Collected data entries
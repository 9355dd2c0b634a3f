//! Domain validation predicates.
//!
//! [`Checks`] bundles every check selected on the command line into one
//! [`Predicate`] for the broker. Checks run in a fixed order (TLS, CNAME,
//! IP range) and stop at the first failure. Every failure, including a
//! network error, counts as "invalid".
//!
//! ## Structure
//!
//! - [`tls`] - TLS handshake on port 443.
//! - [`cname`] - canonical name match.
//! - [`cidr`] - resolved addresses inside allowed networks.

pub mod cidr;
pub mod cname;
pub mod tls;

use crate::config::CheckConfig;
use cidr::Cidr;
use domcheck_broker::Predicate;
use hickory_resolver::TokioAsyncResolver;
use tls::TlsCheck;

/// The composite check applied to every domain.
pub struct Checks {
    tls: Option<TlsCheck>,
    cname: Option<String>,
    cidrs: Vec<Cidr>,
    resolver: Option<TokioAsyncResolver>,
}

impl Checks {
    /// Builds the checks selected in `config`.
    ///
    /// The DNS resolver is only created when a DNS-based check is selected.
    pub fn new(config: &CheckConfig) -> anyhow::Result<Self> {
        let tls = config.tls.then(|| TlsCheck::new(config.timeout)).transpose()?;

        let needs_dns = config.cname.is_some() || !config.cidrs.is_empty();
        let resolver = if needs_dns {
            let (resolver_config, mut opts) = hickory_resolver::system_conf::read_system_conf()
                .unwrap_or_else(|_e| {
                    tracing::warn!("Falling back to default resolver config: {_e}");
                    Default::default()
                });
            opts.timeout = config.timeout;
            Some(TokioAsyncResolver::tokio(resolver_config, opts))
        } else {
            None
        };

        if config.is_empty() {
            tracing::warn!("No check selected; every domain will be reported valid");
        }

        Ok(Self {
            tls,
            cname: config.cname.clone(),
            cidrs: config.cidrs.clone(),
            resolver,
        })
    }

    async fn validate(&self, domain: &str) -> bool {
        if let Some(tls) = &self.tls {
            let tls = tls.clone();
            let owned = domain.to_owned();
            let ok = tokio::task::spawn_blocking(move || tls.check_blocking(&owned))
                .await
                .unwrap_or_else(|e| {
                    if e.is_panic() {
                        std::panic::resume_unwind(e.into_panic());
                    }
                    false
                });
            if !ok {
                return false;
            }
        }

        if let (Some(expected), Some(resolver)) = (&self.cname, &self.resolver) {
            if !cname::check_cname(resolver, domain, expected).await {
                return false;
            }
        }

        if !self.cidrs.is_empty() {
            if let Some(resolver) = &self.resolver {
                if !cidr::check_cidr(resolver, domain, &self.cidrs).await {
                    return false;
                }
            }
        }

        true
    }
}

impl Predicate<String> for Checks {
    async fn check(&self, key: &String) -> bool {
        let valid = self.validate(key).await;
        if valid {
            tracing::debug!("{key} is valid");
        } else {
            tracing::debug!("{key} is invalid");
        }
        valid
    }
}
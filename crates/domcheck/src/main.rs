#![doc = include_str!("../README.md")]

mod checks;
mod config;
mod report;
mod source;
mod telemetry;

use checks::Checks;
use clap::Parser;
use config::{CliArgs, Config, ReportConfig};
use domcheck_broker::{Broker, Predicate};
use futures::StreamExt;
use report::{Next, Reporter, Summary};
use source::KeySource;
use std::{io::Write, process::ExitCode};
use tokio::signal;
use tokio_util::sync::CancellationToken;

// Using mimalloc for better performance under contention, especially in musl
// environments.
#[global_allocator]
static GLOBAL: mimalloc::MiMalloc = mimalloc::MiMalloc;

#[tokio::main]
async fn main() -> anyhow::Result<ExitCode> {
    // Load from .env
    let _ = dotenvy::dotenv();
    let args = CliArgs::parse();
    let config = Config::try_from(args)?;

    telemetry::init_logging(config.verbose)?;
    log_startup_info(&config);

    let checks = Checks::new(&config.checks)?;
    let keys = KeySource::open(&config.source)?;

    let cancel = CancellationToken::new();
    tokio::spawn(shutdown_signal(cancel.clone()));

    let stdout = std::io::stdout().lock();
    let (summary, failed) = run(
        config.concurrency,
        checks,
        keys,
        config.report,
        cancel,
        stdout,
    )
    .await?;

    tracing::info!(
        "Checked {} domains: {} valid, {} invalid",
        summary.valid + summary.invalid,
        summary.valid,
        summary.invalid
    );

    Ok(if failed {
        ExitCode::FAILURE
    } else {
        ExitCode::SUCCESS
    })
}

/// Pushes every key from `keys` through a broker and reports the verdicts in
/// input order.
///
/// Submission runs on a blocking thread since the key source may block on
/// stdin or a file. It stops early once `cancel` fires, either from a signal
/// or from the reporter after the first invalid domain with `--exit` or a
/// failed write. The results still in flight are always drained before
/// returning.
async fn run<P, W>(
    concurrency: usize,
    predicate: P,
    keys: KeySource,
    report: ReportConfig,
    cancel: CancellationToken,
    out: W,
) -> anyhow::Result<(Summary, bool)>
where
    P: Predicate<String>,
    W: Write,
{
    let mut broker = Broker::new(concurrency, predicate)?;
    let mut results = broker.results()?;

    let handle = tokio::runtime::Handle::current();
    let producer_cancel = cancel.clone();
    let producer = tokio::task::spawn_blocking(move || -> domcheck_broker::Result<u64> {
        let mut submitted = Ok(());
        for key in keys {
            if producer_cancel.is_cancelled() {
                tracing::info!("Submission stopped after {} domains", broker.submitted());
                break;
            }
            if let Err(e) = handle.block_on(broker.submit(key)) {
                submitted = Err(e);
                break;
            }
        }
        // Always shut down, so a worker panic is re-raised here.
        handle.block_on(broker.shutdown())?;
        submitted.map(|()| broker.submitted())
    });

    let mut reporter = Reporter::new(report, out);
    let mut write_error = None;
    while let Some(verdict) = results.next().await {
        match reporter.report(&verdict) {
            Ok(Next::Stop) if !cancel.is_cancelled() => {
                tracing::warn!("{} is invalid, stopping", verdict.key);
                cancel.cancel();
            }
            Ok(_) => {}
            Err(e) => {
                cancel.cancel();
                write_error = Some(e);
                break;
            }
        }
    }
    drop(results);

    let submitted = match producer.await {
        Ok(submitted) => submitted?,
        Err(e) if e.is_panic() => std::panic::resume_unwind(e.into_panic()),
        Err(e) => return Err(e.into()),
    };
    if let Some(e) = write_error {
        return Err(anyhow::Error::new(e).context("Error while writing results"));
    }

    let failed = reporter.failed();
    let summary = reporter.finish()?;
    debug_assert_eq!(summary.total(), submitted);
    Ok((summary, failed))
}

fn log_startup_info(config: &Config) {
    tracing::debug!(
        "Checking domains with concurrency {} (tls: {}, cname: {:?}, cidrs: {}, timeout: {:?})",
        config.concurrency,
        config.checks.tls,
        config.checks.cname,
        config.checks.cidrs.len(),
        config.checks.timeout,
    );
}

async fn shutdown_signal(cancel: CancellationToken) {
    #[cfg(unix)]
    let terminate = async {
        match signal::unix::signal(signal::unix::SignalKind::terminate()) {
            Ok(mut stream) => {
                stream.recv().await;
            }
            Err(e) => {
                tracing::warn!("Failed to install SIGTERM handler: {e}");
                std::future::pending::<()>().await;
            }
        }
    };

    #[cfg(not(unix))]
    let terminate = std::future::pending::<()>();

    let ctrl_c = async {
        if let Err(e) = signal::ctrl_c().await {
            tracing::warn!("Failed to install Ctrl+C handler: {e}");
            std::future::pending::<()>().await;
        }
    };

    tokio::select! {
        () = ctrl_c => tracing::info!("Received Ctrl+C signal"),
        () = terminate => tracing::info!("Received SIGTERM signal"),
        () = cancel.cancelled() => return,
    }

    tracing::info!("Shutdown signal received, finishing domains in flight...");
    cancel.cancel();
}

*Task prompt*. Above are the records; retype every one exactly.

*Output for this task*.
repository 9355dd2c0b634a3f
//! Domain validation predicates.
//!
//! [`Checks`] bundles every check selected on the command line into one
//! [`Predicate`] for the broker. Checks run in a fixed order (TLS, CNAME,
//! IP range) and stop at the first failure. Every failure, including a
//! network error, counts as "invalid".
//!
//! ## Structure
//!
//! - [`tls`] - TLS handshake on port 443.
//! - [`cname`] - canonical name match.
//! - [`cidr`] - resolved addresses inside allowed networks.

pub mod cidr;
pub mod cname;
pub mod tls;

use crate::config::CheckConfig;
use cidr::Cidr;
use domcheck_broker::Predicate;
use hickory_resolver::TokioAsyncResolver;
use tls::TlsCheck;

/// The composite check applied to every domain.
pub struct Checks {
    tls: Option<TlsCheck>,
    cname: Option<String>,
    cidrs: Vec<Cidr>,
    resolver: Option<TokioAsyncResolver>,
}

impl Checks {
    /// Builds the checks selected in `config`.
    ///
    /// The DNS resolver is only created when a DNS-based check is selected.
    pub fn new(config: &CheckConfig) -> anyhow::Result<Self> {
        let tls = config.tls.then(|| TlsCheck::new(config.timeout)).transpose()?;

        let needs_dns = config.cname.is_some() || !config.cidrs.is_empty();
        let resolver = if needs_dns {
            let (resolver_config, mut opts) = hickory_resolver::system_conf::read_system_conf()
                .unwrap_or_else(|_e| {
                    tracing::warn!("Falling back to default resolver config: {_e}");
                    Default::default()
                });
            opts.timeout = config.timeout;
            Some(TokioAsyncResolver::tokio(resolver_config, opts))
        } else {
            None
        };

        if config.is_empty() {
            tracing::warn!("No check selected; every domain will be reported valid");
        }

        Ok(Self {
            tls,
            cname: config.cname.clone(),
            cidrs: config.cidrs.clone(),
            resolver,
        })
    }

    async fn validate(&self, domain: &str) -> bool {
        if let Some(tls) = &self.tls {
            let tls = tls.clone();
            let owned = domain.to_owned();
            let ok = tokio::task::spawn_blocking(move || tls.check_blocking(&owned))
                .await
                .unwrap_or_else(|e| {
                    if e.is_panic() {
                        std::panic::resume_unwind(e.into_panic());
                    }
                    false
                });
            if !ok {
                return false;
            }
        }

        if let (Some(expected), Some(resolver)) = (&self.cname, &self.resolver) {
            if !cname::check_cname(resolver, domain, expected).await {
                return false;
            }
        }

        if !self.cidrs.is_empty() {
            if let Some(resolver) = &self.resolver {
                if !cidr::check_cidr(resolver, domain, &self.cidrs).await {
                    return false;
                }
            }
        }

        true
    }
}

impl Predicate<String> for Checks {
    async fn check(&self, key: &String) -> bool {
        let valid = self.validate(key).await;
        if valid {
            tracing::debug!("{key} is valid");
        } else {
            tracing::debug!("{key} is invalid");
        }
        valid
    }
}
filename crates/domcheck/src/main.rs
#![doc = include_str!("../README.md")]

mod checks;
mod config;
mod report;
mod source;
mod telemetry;

use checks::Checks;
use clap::Parser;
use config::{CliArgs, Config, ReportConfig};
use domcheck_broker::{Broker, Predicate};
use futures::StreamExt;
use report::{Next, Reporter, Summary};
use source::KeySource;
use std::{io::Write, process::ExitCode};
use tokio::signal;
use tokio_util::sync::CancellationToken;

// Using mimalloc for better performance under contention, especially in musl
// environments.
#[global_allocator]
static GLOBAL: mimalloc::MiMalloc = mimalloc::MiMalloc;

#[tokio::main]
async fn main() -> anyhow::Result<ExitCode> {
    // Load from .env
    let _ = dotenvy::dotenv();
    let args = CliArgs::parse();
    let config = Config::try_from(args)?;

    telemetry::init_logging(config.verbose)?;
    log_startup_info(&config);

    let checks = Checks::new(&config.checks)?;
    let keys = KeySource::open(&config.source)?;

    let cancel = CancellationToken::new();
    tokio::spawn(shutdown_signal(cancel.clone()));

    let stdout = std::io::stdout().lock();
    let (summary, failed) = run(
        config.concurrency,
        checks,
        keys,
        config.report,
        cancel,
        stdout,
    )
    .await?;

    tracing::info!(
        "Checked {} domains: {} valid, {} invalid",
        summary.valid + summary.invalid,
        summary.valid,
        summary.invalid
    );

    Ok(if failed {
        ExitCode::FAILURE
    } else {
        ExitCode::SUCCESS
    })
}

/// Pushes every key from `keys` through a broker and reports the verdicts in
/// input order.
///
/// Submission runs on a blocking thread since the key source may block on
/// stdin or a file. It stops early once `cancel` fires, either from a signal
/// or from the reporter after the first invalid domain with `--exit` or a
/// failed write. The results still in flight are always drained before
/// returning.
async fn run<P, W>(
    concurrency: usize,
    predicate: P,
    keys: KeySource,
    report: ReportConfig,
    cancel: CancellationToken,
    out: W,
) -> anyhow::Result<(Summary, bool)>
where
    P: Predicate<String>,
    W: Write,
{
    let mut broker = Broker::new(concurrency, predicate)?;
    let mut results = broker.results()?;

    let handle = tokio::runtime::Handle::current();
    let producer_cancel = cancel.clone();
    let producer = tokio::task::spawn_blocking(move || -> domcheck_broker::Result<u64> {
        let mut submitted = Ok(());
        for key in keys {
            if producer_cancel.is_cancelled() {
                tracing::info!("Submission stopped after {} domains", broker.submitted());
                break;
            }
            if let Err(e) = handle.block_on(broker.submit(key)) {
                submitted = Err(e);
                break;
            }
        }
        // Always shut down, so a worker panic is re-raised here.
        handle.block_on(broker.shutdown())?;
        submitted.map(|()| broker.submitted())
    });

    let mut reporter = Reporter::new(report, out);
    let mut write_error = None;
    while let Some(verdict) = results.next().await {
        match reporter.report(&verdict) {
            Ok(Next::Stop) if !cancel.is_cancelled() => {
                tracing::warn!("{} is invalid, stopping", verdict.key);
                cancel.cancel();
            }
            Ok(_) => {}
            Err(e) => {
                cancel.cancel();
                write_error = Some(e);
                break;
            }
        }
    }
    drop(results);

    let submitted = match producer.await {
        Ok(submitted) => submitted?,
        Err(e) if e.is_panic() => std::panic::resume_unwind(e.into_panic()),
        Err(e) => return Err(e.into()),
    };
    if let Some(e) = write_error {
        return Err(anyhow::Error::new(e).context("Error while writing results"));
    }

    let failed = reporter.failed();
    let summary = reporter.finish()?;
    debug_assert_eq!(summary.total(), submitted);
    Ok((summary, failed))
}

fn log_startup_info(config: &Config) {
    tracing::debug!(
        "Checking domains with concurrency {} (tls: {}, cname: {:?}, cidrs: {}, timeout: {:?})",
        config.concurrency,
        config.checks.tls,
        config.checks.cname,
        config.checks.cidrs.len(),
        config.checks.timeout,
    );
}

async fn shutdown_signal(cancel: CancellationToken) {
    #[cfg(unix)]
    let terminate = async {
        match signal::unix::signal(signal::unix::SignalKind::terminate()) {
            Ok(mut stream) => {
                stream.recv().await;
            }
            Err(e) => {
                tracing::warn!("Failed to install SIGTERM handler: {e}");
                std::future::pending::<()>().await;
            }
        }
    };

    #[cfg(not(unix))]
    let terminate = std::future::pending::<()>();

    let ctrl_c = async {
        if let Err(e) = signal::ctrl_c().await {
            tracing::warn!("Failed to install Ctrl+C handler: {e}");
            std::future::pending::<()>().await;
        }
    };

    tokio::select! {
        () = ctrl_c => tracing::info!("Received Ctrl+C signal"),
        () = terminate => tracing::info!("Received SIGTERM signal"),
        () = cancel.cancelled() => return,
    }

    tracing::info!("Shutdown signal received, finishing domains in flight...");
    cancel.cancel();
}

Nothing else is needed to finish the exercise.